=== Task to complete ===
Look through the records below for the line with "#[derive(Error, Debug, Clone, PartialEq, Eq)]" and the line with "deadline passed with", then return those lines and all lines between, exactly.

Stored data entries:
----------------

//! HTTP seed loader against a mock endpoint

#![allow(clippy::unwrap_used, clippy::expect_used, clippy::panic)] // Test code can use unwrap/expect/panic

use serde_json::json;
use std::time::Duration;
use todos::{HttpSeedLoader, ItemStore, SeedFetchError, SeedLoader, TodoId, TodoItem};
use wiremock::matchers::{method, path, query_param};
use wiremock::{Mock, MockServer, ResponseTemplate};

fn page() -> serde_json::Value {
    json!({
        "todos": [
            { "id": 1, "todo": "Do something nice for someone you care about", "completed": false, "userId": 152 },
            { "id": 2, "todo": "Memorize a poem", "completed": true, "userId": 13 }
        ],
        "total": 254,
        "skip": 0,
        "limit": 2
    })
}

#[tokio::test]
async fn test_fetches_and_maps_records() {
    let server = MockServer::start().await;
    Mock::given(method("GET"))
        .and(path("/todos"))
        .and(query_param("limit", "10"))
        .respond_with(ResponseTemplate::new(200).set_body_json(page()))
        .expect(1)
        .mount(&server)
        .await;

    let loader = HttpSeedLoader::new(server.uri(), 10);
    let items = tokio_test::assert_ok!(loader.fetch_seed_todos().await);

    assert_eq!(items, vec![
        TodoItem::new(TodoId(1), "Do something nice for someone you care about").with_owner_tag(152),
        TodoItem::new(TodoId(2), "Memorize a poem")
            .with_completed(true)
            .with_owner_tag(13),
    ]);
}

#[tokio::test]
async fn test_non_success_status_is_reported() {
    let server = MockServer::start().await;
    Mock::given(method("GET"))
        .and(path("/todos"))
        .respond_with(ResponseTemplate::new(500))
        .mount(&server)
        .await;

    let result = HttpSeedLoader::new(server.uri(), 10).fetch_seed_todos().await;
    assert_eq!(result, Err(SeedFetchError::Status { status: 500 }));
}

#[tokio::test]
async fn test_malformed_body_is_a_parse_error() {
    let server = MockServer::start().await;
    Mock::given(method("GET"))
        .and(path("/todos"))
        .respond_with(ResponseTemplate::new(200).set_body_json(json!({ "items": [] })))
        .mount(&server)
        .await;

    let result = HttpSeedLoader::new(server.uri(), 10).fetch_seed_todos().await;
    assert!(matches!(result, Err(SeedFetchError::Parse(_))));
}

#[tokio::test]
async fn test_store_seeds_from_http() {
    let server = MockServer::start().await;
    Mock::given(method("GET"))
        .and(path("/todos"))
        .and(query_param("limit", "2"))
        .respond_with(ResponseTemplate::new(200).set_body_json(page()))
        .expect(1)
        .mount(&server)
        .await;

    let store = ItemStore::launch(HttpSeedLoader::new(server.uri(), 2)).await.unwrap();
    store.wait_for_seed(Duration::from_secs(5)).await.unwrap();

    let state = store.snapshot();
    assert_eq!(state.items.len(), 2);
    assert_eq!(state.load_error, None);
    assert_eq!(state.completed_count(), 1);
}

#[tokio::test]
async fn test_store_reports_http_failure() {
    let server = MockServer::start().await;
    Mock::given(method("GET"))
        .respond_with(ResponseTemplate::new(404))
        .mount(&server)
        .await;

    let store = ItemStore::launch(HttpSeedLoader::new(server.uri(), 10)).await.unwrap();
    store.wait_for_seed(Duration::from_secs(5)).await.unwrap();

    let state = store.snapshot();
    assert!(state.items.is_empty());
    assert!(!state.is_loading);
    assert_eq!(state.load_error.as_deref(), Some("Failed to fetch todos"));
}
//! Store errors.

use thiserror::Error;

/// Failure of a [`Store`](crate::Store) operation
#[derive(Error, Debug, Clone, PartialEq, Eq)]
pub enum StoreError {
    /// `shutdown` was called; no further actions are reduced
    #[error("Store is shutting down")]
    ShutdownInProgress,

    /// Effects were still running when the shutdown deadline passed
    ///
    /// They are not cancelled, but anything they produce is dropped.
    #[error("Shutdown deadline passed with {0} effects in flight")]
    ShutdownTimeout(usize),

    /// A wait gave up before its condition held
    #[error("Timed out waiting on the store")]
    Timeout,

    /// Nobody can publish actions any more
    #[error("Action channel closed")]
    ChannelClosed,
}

----------------

=== Task solution ===
#[derive(Error, Debug, Clone, PartialEq, Eq)]
pub enum StoreError {
    /// `shutdown` was called; no further actions are reduced
    #[error("Store is shutting down")]
    ShutdownInProgress,

    /// Effects were still running when the shutdown deadline passed
    ///
    /// They are not cancelled, but anything they produce is dropped.
    #[error("Shutdown deadline passed with {0} effects in flight")]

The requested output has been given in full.